As our current juniors and seniors research their chosen topics for the Junior and Senior Resesarch Projects, Kari Savoie ’17 reflects on her SRP experience last year.
As many of my fellow Tologs know, I absolutely LOVE Las Vegas. People normally judge me when they learn about my favorite city due to its unflattering and tacky reputation, and questions range from “What is there to do in Vegas if you are under 21?” to “Oh, why would you like it there?” I am used to it, although the implied questioning of my character and upbringing definitely gets old. In fact, my parents first took me to Las Vegas when I was two years old for my aunt and uncle’s vow renewal.
I never had an outlet to answer such questions until the beginning of the Junior Research Project— a major milestone in FSHA’s Research Program in which all juniors write a college-level research paper about a topic of their choice. Writing the JRP definitely served as an academic highlight to my ever-challenging junior year, and I wrote my paper on various Las Vegas advertising strategies and aspects of the Las Vegas Strip that define it as a uniquely American experience, such as escapism, encouraging fluid identity, instant gratification, yearning for spectacle and the use of water in advertisement and entertainment.
The value of FSHA’s Research Program lies in students’ opportunity to take a topic that they have always been fascinated with or one that they have scarcely heard of, and become an expert on it. I loved my topic and knew that I had not answered all of my questions, thus I continued my research with a new focus for my Senior Research Project.

The “what happens in Vegas, stays in Vegas” tourism slogan has extended into the city of Las Vegas’ infrastructure beyond the Strip, fostering an environment in which a deeply embedded sense of individual freedom and perceived anonymity allows phenomena such as sex trafficking and wasting water to prevail.
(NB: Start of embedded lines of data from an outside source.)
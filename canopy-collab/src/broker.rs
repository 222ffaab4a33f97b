//! Fan-out of committed changes to connected sessions.
//!
//! The [`EventBus`] is one tokio broadcast channel shared by every
//! connection task. Each task owns a [`Session`] holding the device's
//! one-shot subscriptions and the cached set of roots its user can read;
//! when an event qualifies for a subscription the session builds the page
//! from the log and drops the subscription. Dropping the session at socket
//! teardown discards everything it held.

use canopy_core::{NodeId, UserId};
use std::collections::{BTreeSet, HashMap};
use std::sync::atomic::{AtomicU64, Ordering};
use std::sync::Arc;
use thiserror::Error;
use tokio::sync::{broadcast, RwLock};
use uuid::Uuid;

use crate::transaction_log::{LogEvent, TransactionLog};
use crate::protocol::{SyncInput, SyncPage};
use crate::storage::StoreError;

/// Statistics for monitoring the event bus.
#[derive(Debug, Clone, Default)]
pub struct BusStats {
    pub events_published: u64,
    pub events_lagged: u64,
    pub active_sessions: usize,
}

struct AtomicBusStats {
    events_published: AtomicU64,
    events_lagged: AtomicU64,
}

pub struct EventBus {
    sender: broadcast::Sender<Arc<LogEvent>>,
    /// Connected devices and their users
    sessions: RwLock<HashMap<Uuid, UserId>>,
    capacity: usize,
    atomic_stats: AtomicBusStats,
}

impl EventBus {
    /// `capacity` events are buffered per receiver before a slow session lags.
    pub fn new(capacity: usize) -> Self {
        let (sender, _) = broadcast::channel(capacity);
        Self {
            sender,
            sessions: RwLock::new(HashMap::new()),
            capacity,
            atomic_stats: AtomicBusStats {
                events_published: AtomicU64::new(0),
                events_lagged: AtomicU64::new(0),
            },
        }
    }

    /// Publish to every live receiver. Returns the receiver count.
    pub fn publish(&self, event: LogEvent) -> usize {
        let count = self.sender.send(Arc::new(event)).unwrap_or(0);
        self.atomic_stats.events_published.fetch_add(1, Ordering::Relaxed);
        count
    }

    /// Register a connected device and return its event receiver.
    pub async fn register(&self, device_id: Uuid, user_id: UserId) -> broadcast::Receiver<Arc<LogEvent>> {
        let receiver = self.sender.subscribe();
        self.sessions.write().await.insert(device_id, user_id);
        receiver
    }

    pub async fn unregister(&self, device_id: &Uuid) -> Option<UserId> {
        self.sessions.write().await.remove(device_id)
    }

    pub async fn session_count(&self) -> usize {
        self.sessions.read().await.len()
    }

    pub fn record_lag(&self, skipped: u64) {
        self.atomic_stats.events_lagged.fetch_add(skipped, Ordering::Relaxed);
    }

    pub async fn stats(&self) -> BusStats {
        BusStats {
            events_published: self.atomic_stats.events_published.load(Ordering::Relaxed),
            events_lagged: self.atomic_stats.events_lagged.load(Ordering::Relaxed),
            active_sessions: self.sessions.read().await.len(),
        }
    }

    pub fn capacity(&self) -> usize {
        self.capacity
    }
}

#[derive(Error, Debug, Clone)]
pub enum SessionError {
    #[error("{user} cannot read {input}")]
    Unauthorized { user: UserId, input: String },
    #[error(transparent)]
    Store(#[from] StoreError),
}

#[derive(Debug, Clone, Copy, PartialEq, Eq)]
pub struct Subscription {
    pub input: SyncInput,
    pub cursor: u64,
}

/// Per-connection replication state.
pub struct Session {
    pub device_id: Uuid,
    pub user_id: UserId,
    root_ids: BTreeSet<NodeId>,
    subscriptions: HashMap<String, Subscription>,
    page_limit: usize,
}

impl Session {
    pub fn open(log: &TransactionLog, user_id: UserId, device_id: Uuid, page_limit: usize) -> Result<Self, StoreError> {
        Ok(Self {
            device_id,
            user_id,
            root_ids: log.roots_for(user_id)?,
            subscriptions: HashMap::new(),
            page_limit,
        })
    }

    pub fn root_ids(&self) -> &BTreeSet<NodeId> {
        &self.root_ids
    }

    pub fn subscription_count(&self) -> usize {
        self.subscriptions.len()
    }

    fn authorize(&mut self, log: &TransactionLog, input: SyncInput) -> Result<(), SessionError> {
        let SyncInput::Transactions { root_id } = input else {
            return Ok(());
        };
        if self.root_ids.contains(&root_id) {
            return Ok(());
        }
        self.root_ids = log.roots_for(self.user_id)?;
        if self.root_ids.contains(&root_id) {
            Ok(())
        } else {
            Err(SessionError::Unauthorized {
                user: self.user_id,
                input: input.key(),
            })
        }
    }

    /// Page of `input` after `cursor`, bounded by the session's page limit.
    pub fn pull(&mut self, log: &TransactionLog, input: SyncInput, cursor: u64, limit: usize) -> Result<SyncPage, SessionError> {
        self.authorize(log, input)?;
        let limit = limit.min(self.page_limit).max(1);
        Ok(log.page(self.user_id, input, cursor, limit)?)
    }

    /// Answer now if data exists after `cursor`; otherwise park a one-shot
    /// subscription under `subscription_id`.
    pub fn subscribe(
        &mut self,
        log: &TransactionLog,
        subscription_id: String,
        input: SyncInput,
        cursor: u64,
    ) -> Result<Option<SyncPage>, SessionError> {
        self.authorize(log, input)?;
        let page = log.page(self.user_id, input, cursor, self.page_limit)?;
        if !page.is_empty() {
            self.subscriptions.remove(&subscription_id);
            return Ok(Some(page));
        }
        self.subscriptions.insert(subscription_id, Subscription { input, cursor });
        Ok(None)
    }

    pub fn unsubscribe(&mut self, subscription_id: &str) -> bool {
        self.subscriptions.remove(subscription_id).is_some()
    }

    /// Pages owed to this session because of `event`.
    pub fn on_event(&mut self, log: &TransactionLog, event: &LogEvent) -> Result<Vec<SyncPage>, SessionError> {
        match event {
            LogEvent::TransactionAppended(transaction) => {
                if !self.root_ids.contains(&transaction.root_id) {
                    return Ok(Vec::new());
                }
                let input = SyncInput::Transactions {
                    root_id: transaction.root_id,
                };
                self.fire(log, input, transaction.version)
            }
            LogEvent::CollaborationChanged(collaboration) => {
                if collaboration.collaborator_id != self.user_id {
                    return Ok(Vec::new());
                }
                if collaboration.is_active() {
                    self.root_ids.insert(collaboration.root_id);
                } else {
                    self.root_ids = log.roots_for(self.user_id)?;
                    let readable = &self.root_ids;
                    self.subscriptions.retain(|_, s| match s.input {
                        SyncInput::Transactions { root_id } => readable.contains(&root_id),
                        SyncInput::Collaborations => true,
                    });
                }
                self.fire(log, SyncInput::Collaborations, collaboration.version)
            }
        }
    }

    /// Re-check every parked subscription against the log, for when events
    /// were missed (receiver lagged).
    pub fn refresh(&mut self, log: &TransactionLog) -> Result<Vec<SyncPage>, SessionError> {
        self.root_ids = log.roots_for(self.user_id)?;
        let mut pages = Vec::new();
        let parked: Vec<String> = self.subscriptions.keys().cloned().collect();
        for id in parked {
            let Some(subscription) = self.subscriptions.remove(&id) else {
                continue;
            };
            if let SyncInput::Transactions { root_id } = subscription.input {
                if !self.root_ids.contains(&root_id) {
                    continue;
                }
            }
            let page = log.page(self.user_id, subscription.input, subscription.cursor, self.page_limit)?;
            if page.is_empty() {
                self.subscriptions.insert(id, subscription);
            } else {
                pages.push(page);
            }
        }
        Ok(pages)
    }

    fn fire(&mut self, log: &TransactionLog, input: SyncInput, version: u64) -> Result<Vec<SyncPage>, SessionError> {
        let mut pages = Vec::new();
        let due: Vec<String> = self
            .subscriptions
            .iter()
            .filter(|(_, s)| s.input == input && s.cursor < version)
            .map(|(id, _)| id.clone())
            .collect();

        for id in due {
            let Some(subscription) = self.subscriptions.remove(&id) else {
                continue;
            };
            let page = log.page(self.user_id, subscription.input, subscription.cursor, self.page_limit)?;
            if page.is_empty() {
                self.subscriptions.insert(id, subscription);
            } else {
                pages.push(page);
            }
        }
        Ok(pages)
    }
}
I created an art piece that aims to educate the public about sex trafficking in Las Vegas as an under-discussed issue, its culture of pushing moral boundaries, and how I formed thought-provoking links between water and exploitation through my research. The escort cards represent hypersexuality in Las Vegas as it is traditionally seen, but often ignored, through prostitution and escort services. Through personal experience, I have witnessed the dirty looks that the so-called “porn slappers” get from tourists and how people quickly walk past them or completely avoid them. Therefore, the cards are representative of how sexual problems are found everywhere in the city, including sex trafficking, yet people are uninformed about the problem or are too embarrassed to address it. The connection between all of the cards supports a concept about how extension of tourist ideals in Las Vegas regarding fluid identity and escapism has made its way into the city’s foundation past the Strip. The clear string connecting all of the cards demonstrates the invisibility of links between tourism and acceptance of sexual recklessness that most people miss or do not consider.
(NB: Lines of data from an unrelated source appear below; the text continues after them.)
//! Transitive closure of the node tree.
//!
//! Each node has a self row at depth 0 and one row per ancestor, so
//! ancestor and descendant lookups are a single prefix scan instead of a
//! recursive walk. `closure` is keyed `ancestor ++ descendant`,
//! `closure_rev` holds the same rows keyed `descendant ++ ancestor`.

use canopy_core::NodeId;
use std::collections::HashSet;
use thiserror::Error;

use crate::storage::rocks::{decode, CF_CLOSURE, CF_CLOSURE_REV};
use crate::storage::{keys, ReplicaStore, StoreError, UnitOfWork};

#[derive(Debug, Clone, Copy, PartialEq, Eq)]
pub struct ClosurePath {
    pub ancestor_id: NodeId,
    pub descendant_id: NodeId,
    pub depth: u32,
}

#[derive(Error, Debug, Clone)]
pub enum ClosureError {
    #[error("cannot move {node} under its own descendant {parent}")]
    Cycle { node: NodeId, parent: NodeId },
    #[error(transparent)]
    Store(#[from] StoreError),
}

pub struct ClosureIndex<'a> {
    store: &'a ReplicaStore,
}

impl<'a> ClosureIndex<'a> {
    pub fn new(store: &'a ReplicaStore) -> Self {
        Self { store }
    }

    /// Rows where `node_id` is the descendant, deepest ancestor first.
    pub fn ancestor_paths(&self, node_id: NodeId) -> Result<Vec<ClosurePath>, StoreError> {
        let mut paths = self.paths(CF_CLOSURE_REV, node_id, |node, other, depth| ClosurePath {
            ancestor_id: other,
            descendant_id: node,
            depth,
        })?;
        paths.sort_by(|a, b| b.depth.cmp(&a.depth));
        Ok(paths)
    }

    /// Rows where `node_id` is the ancestor, shallowest first.
    pub fn descendant_paths(&self, node_id: NodeId) -> Result<Vec<ClosurePath>, StoreError> {
        let mut paths = self.paths(CF_CLOSURE, node_id, |node, other, depth| ClosurePath {
            ancestor_id: node,
            descendant_id: other,
            depth,
        })?;
        paths.sort_by_key(|p| p.depth);
        Ok(paths)
    }

    fn paths<F>(&self, cf: &'static str, node_id: NodeId, build: F) -> Result<Vec<ClosurePath>, StoreError>
    where
        F: Fn(NodeId, NodeId, u32) -> ClosurePath,
    {
        self.store
            .scan_prefix(cf, node_id.as_bytes())?
            .iter()
            .filter_map(|(key, value)| {
                let (_, other) = keys::split_pair(key)?;
                Some(decode::<u32>(value).map(|depth| build(node_id, other, depth)))
            })
            .collect()
    }

    /// Ancestor ids ordered root→self. Empty if the node is not indexed.
    pub fn ancestors_of(&self, node_id: NodeId) -> Result<Vec<NodeId>, StoreError> {
        Ok(self
            .ancestor_paths(node_id)?
            .into_iter()
            .map(|p| p.ancestor_id)
            .collect())
    }

    /// The node and every node below it.
    pub fn descendants_of(&self, node_id: NodeId) -> Result<HashSet<NodeId>, StoreError> {
        Ok(self
            .descendant_paths(node_id)?
            .into_iter()
            .map(|p| p.descendant_id)
            .collect())
    }

    pub fn depth_between(&self, ancestor: NodeId, descendant: NodeId) -> Result<Option<u32>, StoreError> {
        self.store.get(CF_CLOSURE, &keys::pair(ancestor, descendant))
    }

    fn put_path(uow: &mut UnitOfWork<'_>, path: ClosurePath) -> Result<(), StoreError> {
        uow.put(CF_CLOSURE, &keys::pair(path.ancestor_id, path.descendant_id), &path.depth)?;
        uow.put(CF_CLOSURE_REV, &keys::pair(path.descendant_id, path.ancestor_id), &path.depth)
    }

    fn delete_path(uow: &mut UnitOfWork<'_>, ancestor: NodeId, descendant: NodeId) -> Result<(), StoreError> {
        uow.delete(CF_CLOSURE, &keys::pair(ancestor, descendant))?;
        uow.delete(CF_CLOSURE_REV, &keys::pair(descendant, ancestor))
    }

    /// Stage the rows of a new leaf: a self row plus the parent's ancestor
    /// rows, each one level deeper.
    pub fn insert_node(
        &self,
        uow: &mut UnitOfWork<'_>,
        node_id: NodeId,
        parent_id: Option<NodeId>,
    ) -> Result<(), StoreError> {
        Self::put_path(
            uow,
            ClosurePath {
                ancestor_id: node_id,
                descendant_id: node_id,
                depth: 0,
            },
        )?;
        if let Some(parent_id) = parent_id {
            for path in self.ancestor_paths(parent_id)? {
                Self::put_path(
                    uow,
                    ClosurePath {
                        ancestor_id: path.ancestor_id,
                        descendant_id: node_id,
                        depth: path.depth + 1,
                    },
                )?;
            }
        }
        Ok(())
    }

    /// Stage a move of `node_id` and its whole subtree under `new_parent`.
    ///
    /// Rows linking the subtree to its old ancestors are dropped and rows to
    /// the new parent's ancestors are added; rows inside the subtree are kept.
    pub fn reparent(
        &self,
        uow: &mut UnitOfWork<'_>,
        node_id: NodeId,
        new_parent: Option<NodeId>,
    ) -> Result<(), ClosureError> {
        let subtree = self.descendant_paths(node_id)?;
        if subtree.is_empty() {
            self.insert_node(uow, node_id, new_parent)?;
            return Ok(());
        }
        if let Some(parent) = new_parent {
            if subtree.iter().any(|p| p.descendant_id == parent) {
                return Err(ClosureError::Cycle { node: node_id, parent });
            }
        }

        let old_ancestors: Vec<ClosurePath> = self
            .ancestor_paths(node_id)?
            .into_iter()
            .filter(|p| p.depth > 0)
            .collect();
        for below in &subtree {
            for above in &old_ancestors {
                Self::delete_path(uow, above.ancestor_id, below.descendant_id)?;
            }
        }

        if let Some(parent) = new_parent {
            let new_ancestors = self.ancestor_paths(parent)?;
            for below in &subtree {
                for above in &new_ancestors {
                    Self::put_path(
                        uow,
                        ClosurePath {
                            ancestor_id: above.ancestor_id,
                            descendant_id: below.descendant_id,
                            depth: above.depth + 1 + below.depth,
                        },
                    )?;
                }
            }
        }
        Ok(())
    }

    /// Stage removal of every row touching the subtree of `node_id`.
    /// Returns the removed subtree, `node_id` included.
    pub fn remove_subtree(&self, uow: &mut UnitOfWork<'_>, node_id: NodeId) -> Result<Vec<NodeId>, StoreError> {
        let subtree: Vec<NodeId> = self
            .descendant_paths(node_id)?
            .into_iter()
            .map(|p| p.descendant_id)
            .collect();
        for descendant in &subtree {
            for path in self.ancestor_paths(*descendant)? {
                Self::delete_path(uow, path.ancestor_id, *descendant)?;
            }
        }
        Ok(subtree)
    }
}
Water’s role in Las Vegas tourism and the contradiction of its artificial abundance in a desert constitute a big part of my research. The purple rocks submerged in the water act as a symbol of Las Vegas extravagance and the city’s attempt to hide infrastructure with glamour as much as possible. Water’s inclusion in the piece represents how water spectacles on the Strip are designed to entice people by working seamlessly and moving as a human does when he or she dances. Such a phenomenon epitomizes the Strip’s idealist philosophy since water serves as an effective method of advertising due to its accessibility to all tourists and how it embodies escapism in Las Vegas―vacationing in a desert, yet being lured away from reality through the false promise of effortless water features and shows. Through my research, I conclude that the act of sanitizing reality through these water features extends past tourists and into the population to make Las Vegas residents more vulnerable to push limits in sex trafficking since they seem to live in an untouchable bubble.
My SRP pushed me to ascend to new heights in thinking about and questioning a research topic. I had substantial difficulty in using my background research from the JRP in order to narrow in on a new topic and in finding appropriate academic sources within my relatively unexplored topic. However, with the help of all of the faculty advisors and especially Mrs. Singer, my advisor, I overcame the challenges put forth by my topic and developed a project that I am incredibly proud of. FSHA’s Research Program gave me many new experiences and opportunities, from meeting with a professor at the University of Nevada, Las Vegas over Christmas break to putting together an art piece, and the beauty of it all is that you get out what you put into it. Now, I am confident with my research abilities going into college at Miami University in Oxford, Ohio and hope to continue to delve further into my topic there.